■ ASSIGNED TASK ■
Up to and including the line with "failed load returns", please set down the entries below exactly, starting from the first line.
INPUT: Begin
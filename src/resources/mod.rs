// ==============================================================================
// resources/mod.rs - Reference Resources Manager
// ==============================================================================
// Description: Lazily fetched, disk-cached and memoized genomic reference data
// Author: Matt Barham
// Created: 2026-10-16
// Modified: 2026-10-16
// Version: 1.0.0
// ==============================================================================
// Lookup order per resource: memory -> disk -> download. A failed load returns
// an empty value and is not memoized, so the next call tries again.
// ==============================================================================

pub mod assembly;
pub mod download;
pub mod reference;
pub mod tables;

use std::collections::{BTreeMap, HashMap};
use std::sync::Arc;
use thiserror::Error;
use tracing::{info, warn};

use crate::config::ResourcesConfig;
use crate::models::{Assembly, Chromosome, InvalidAssembly};

pub use assembly::{AssemblyMapping, Lifted, MappingBlock, Region, UnmappedPolicy};
pub use download::{Downloader, ResourceStore};
pub use reference::{ReferencePaths, ReferenceSequence, SequenceState};
pub use tables::{ChromPos, CytoBand, GeneticMap, GeneticMapEntry, GsaResources, KgXref, KnownGene};

/// Resource loading errors
#[derive(Error, Debug)]
pub enum ResourceError {
    #[error("IO error: {0}")]
    Io(#[from] std::io::Error),

    #[error("HTTP request failed: {0}")]
    Http(String),

    #[error("Downloads are disabled and {0} is not cached")]
    DownloadsDisabled(String),

    #[error("No URL given")]
    EmptyUrl,

    #[error("Invalid JSON: {0}")]
    Json(#[from] serde_json::Error),

    #[error("Invalid table: {0}")]
    Csv(#[from] csv::Error),

    #[error("Invalid resource: {0}")]
    Invalid(String),

    #[error(transparent)]
    Assembly(#[from] InvalidAssembly),
}

/// Every tabular resource plus all assembly mappings
#[derive(Debug, Clone, Default)]
pub struct AllResources {
    pub genetic_map_hapmap2_grch37: Arc<GeneticMap>,
    pub cytoband_hg19: Arc<Vec<CytoBand>>,
    pub known_gene_hg19: Arc<Vec<KnownGene>>,
    pub kg_xref_hg19: Arc<Vec<KgXref>>,
    pub gsa: Arc<GsaResources>,
    pub assembly_mappings: BTreeMap<(Assembly, Assembly), Arc<AssemblyMapping>>,
}

/// Resource cache for one session
///
/// Getters are idempotent: the first successful load is kept in memory and
/// shared through `Arc`.
#[derive(Debug)]
pub struct Resources {
    store: ResourceStore,
    genetic_map_hapmap2_grch37: Option<Arc<GeneticMap>>,
    cytoband_hg19: Option<Arc<Vec<CytoBand>>>,
    known_gene_hg19: Option<Arc<Vec<KnownGene>>>,
    kg_xref_hg19: Option<Arc<Vec<KgXref>>>,
    gsa: Option<Arc<GsaResources>>,
    assembly_mappings: HashMap<(Assembly, Assembly), Arc<AssemblyMapping>>,
    reference_sequences: HashMap<Assembly, BTreeMap<Chromosome, ReferenceSequence>>,
}

impl Default for Resources {
    fn default() -> Self {
        Self::new(ResourcesConfig::default())
    }
}

/// Return the memoized value, or load and memoize it; failures yield an empty value
fn memoize<T: Default>(
    slot: &mut Option<Arc<T>>,
    name: &str,
    load: impl FnOnce() -> Result<T, ResourceError>,
) -> Arc<T> {
    if let Some(cached) = slot {
        return Arc::clone(cached);
    }

    match load() {
        Ok(value) => {
            info!("Loaded {}", name);
            let value = Arc::new(value);
            *slot = Some(Arc::clone(&value));
            value
        }
        Err(e) => {
            warn!("{} unavailable: {}", name, e);
            Arc::new(T::default())
        }
    }
}

impl Resources {
    pub fn new(config: ResourcesConfig) -> Self {
        Self {
            store: ResourceStore::new(&config),
            genetic_map_hapmap2_grch37: None,
            cytoband_hg19: None,
            known_gene_hg19: None,
            kg_xref_hg19: None,
            gsa: None,
            assembly_mappings: HashMap::new(),
            reference_sequences: HashMap::new(),
        }
    }

    pub fn store(&self) -> &ResourceStore {
        &self.store
    }

    /// Drop every in-memory value; files on disk are kept
    pub fn clear_cache(&mut self) {
        self.genetic_map_hapmap2_grch37 = None;
        self.cytoband_hg19 = None;
        self.known_gene_hg19 = None;
        self.kg_xref_hg19 = None;
        self.gsa = None;
        self.assembly_mappings.clear();
        self.reference_sequences.clear();
    }

    /// HapMap II genetic map (GRCh37); 23 chromosomes when complete
    pub fn get_genetic_map_hapmap2_grch37(&mut self) -> Arc<GeneticMap> {
        let store = &self.store;
        memoize(&mut self.genetic_map_hapmap2_grch37, "HapMapII genetic map", || {
            tables::load_genetic_map_hapmap2(store)
        })
    }

    pub fn get_cytoband_hg19(&mut self) -> Arc<Vec<CytoBand>> {
        let store = &self.store;
        memoize(&mut self.cytoband_hg19, "cytoBand_hg19", || tables::load_cytoband_hg19(store))
    }

    pub fn get_known_gene_hg19(&mut self) -> Arc<Vec<KnownGene>> {
        let store = &self.store;
        memoize(&mut self.known_gene_hg19, "knownGene_hg19", || tables::load_known_gene_hg19(store))
    }

    pub fn get_kg_xref_hg19(&mut self) -> Arc<Vec<KgXref>> {
        let store = &self.store;
        memoize(&mut self.kg_xref_hg19, "kgXref_hg19", || tables::load_kg_xref_hg19(store))
    }

    /// GSA marker name maps used by Illumina GSA reports
    pub fn get_gsa_resources(&mut self) -> Arc<GsaResources> {
        let store = &self.store;
        memoize(&mut self.gsa, "GSA resources", || tables::load_gsa_resources(store))
    }

    /// Interval mapping from `source` to `target` ("NCBI36", "GRCh37", "GRCh38")
    ///
    /// Unknown labels and `source == target` give an empty mapping.
    pub fn get_assembly_mapping_data(&mut self, source: &str, target: &str) -> Arc<AssemblyMapping> {
        let pair = match (source.parse::<Assembly>(), target.parse::<Assembly>()) {
            (Ok(s), Ok(t)) if s != t => (s, t),
            (Ok(_), Ok(_)) => {
                warn!("Assembly mapping requested from {} to itself", source);
                return Arc::default();
            }
            (Err(e), _) | (_, Err(e)) => {
                warn!("{}", e);
                return Arc::default();
            }
        };

        if let Some(cached) = self.assembly_mappings.get(&pair) {
            return Arc::clone(cached);
        }

        match assembly::load_assembly_mapping(&self.store, pair.0, pair.1) {
            Ok(mapping) => {
                info!("Loaded {} -> {} mapping ({} chromosomes)", pair.0, pair.1, mapping.len());
                let mapping = Arc::new(mapping);
                self.assembly_mappings.insert(pair, Arc::clone(&mapping));
                mapping
            }
            Err(e) => {
                warn!("{} -> {} mapping unavailable: {}", pair.0, pair.1, e);
                Arc::default()
            }
        }
    }

    /// Resolve URLs and cache paths for reference sequences
    pub fn get_paths_reference_sequences(&self, assembly: &str, chroms: &[Chromosome]) -> ReferencePaths {
        reference::get_paths_reference_sequences(&self.store, assembly, chroms)
    }

    /// Build (download if needed) reference sequence entities for resolved paths
    pub fn create_reference_sequences(&self, paths: &ReferencePaths) -> BTreeMap<Chromosome, ReferenceSequence> {
        reference::create_reference_sequences(self.store.downloader(), paths)
    }

    /// Reference sequences for `chroms` (all 25 when empty) on `assembly`
    ///
    /// Entities are cached per assembly; missing ones are rebuilt. Sequences
    /// are decoded on first access.
    pub fn get_reference_sequences(
        &mut self,
        assembly: &str,
        chroms: &[Chromosome],
    ) -> BTreeMap<Chromosome, &mut ReferenceSequence> {
        let paths = self.get_paths_reference_sequences(assembly, chroms);
        let Some(assembly) = paths.assembly else {
            return BTreeMap::new();
        };
        self.ensure_reference_sequences(&paths);

        let wanted = paths.chroms;
        match self.reference_sequences.get_mut(&assembly) {
            Some(cached) => cached
                .iter_mut()
                .filter(|(chrom, _)| wanted.contains(chrom))
                .map(|(chrom, seq)| (*chrom, seq))
                .collect(),
            None => BTreeMap::new(),
        }
    }

    /// Reference sequences for `chroms` on every assembly
    pub fn get_all_reference_sequences(
        &mut self,
        chroms: &[Chromosome],
    ) -> BTreeMap<Assembly, BTreeMap<Chromosome, &mut ReferenceSequence>> {
        let mut wanted = Vec::new();
        for assembly in Assembly::ALL {
            let paths = self.get_paths_reference_sequences(assembly.as_str(), chroms);
            self.ensure_reference_sequences(&paths);
            wanted = paths.chroms;
        }

        self.reference_sequences
            .iter_mut()
            .map(|(assembly, cached)| {
                let selected = cached
                    .iter_mut()
                    .filter(|(chrom, _)| wanted.contains(chrom))
                    .map(|(chrom, seq)| (*chrom, seq))
                    .collect();
                (*assembly, selected)
            })
            .collect()
    }

    /// Create cache entries for any requested chromosome not held in memory
    fn ensure_reference_sequences(&mut self, paths: &ReferencePaths) {
        let Some(assembly) = paths.assembly else {
            return;
        };
        let cached = self.reference_sequences.entry(assembly).or_default();

        let mut missing = ReferencePaths {
            assembly: Some(assembly),
            ..ReferencePaths::default()
        };
        for ((chrom, url), path) in paths.chroms.iter().zip(&paths.urls).zip(&paths.paths) {
            if !cached.contains_key(chrom) {
                missing.chroms.push(*chrom);
                missing.urls.push(url.clone());
                missing.paths.push(path.clone());
            }
        }

        if !missing.chroms.is_empty() {
            let created = reference::create_reference_sequences(self.store.downloader(), &missing);
            cached.extend(created);
        }
    }

    /// Remove one cached reference sequence entity (it is rebuilt on next request)
    pub fn evict_reference_sequence(&mut self, assembly: Assembly, chrom: Chromosome) -> Option<ReferenceSequence> {
        self.reference_sequences.get_mut(&assembly)?.remove(&chrom)
    }

    /// Load every tabular resource and all six assembly mapping pairs
    pub fn get_all_resources(&mut self) -> AllResources {
        let mut assembly_mappings = BTreeMap::new();
        for source in Assembly::ALL {
            for target in Assembly::ALL {
                if source != target {
                    let mapping = self.get_assembly_mapping_data(source.as_str(), target.as_str());
                    assembly_mappings.insert((source, target), mapping);
                }
            }
        }

        AllResources {
            genetic_map_hapmap2_grch37: self.get_genetic_map_hapmap2_grch37(),
            cytoband_hg19: self.get_cytoband_hg19(),
            known_gene_hg19: self.get_known_gene_hg19(),
            kg_xref_hg19: self.get_kg_xref_hg19(),
            gsa: self.get_gsa_resources(),
            assembly_mappings,
        }
    }
}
INPUT: End
■ EXERCISE SOLUTION ■
filename src/resources/mod.rs
// ==============================================================================
// resources/mod.rs - Reference Resources Manager
// ==============================================================================
// Description: Lazily fetched, disk-cached and memoized genomic reference data
// Author: Matt Barham
// Created: 2026-10-16
// Modified: 2026-10-16
// Version: 1.0.0
// ==============================================================================
// Lookup order per resource: memory -> disk -> download. A failed load returns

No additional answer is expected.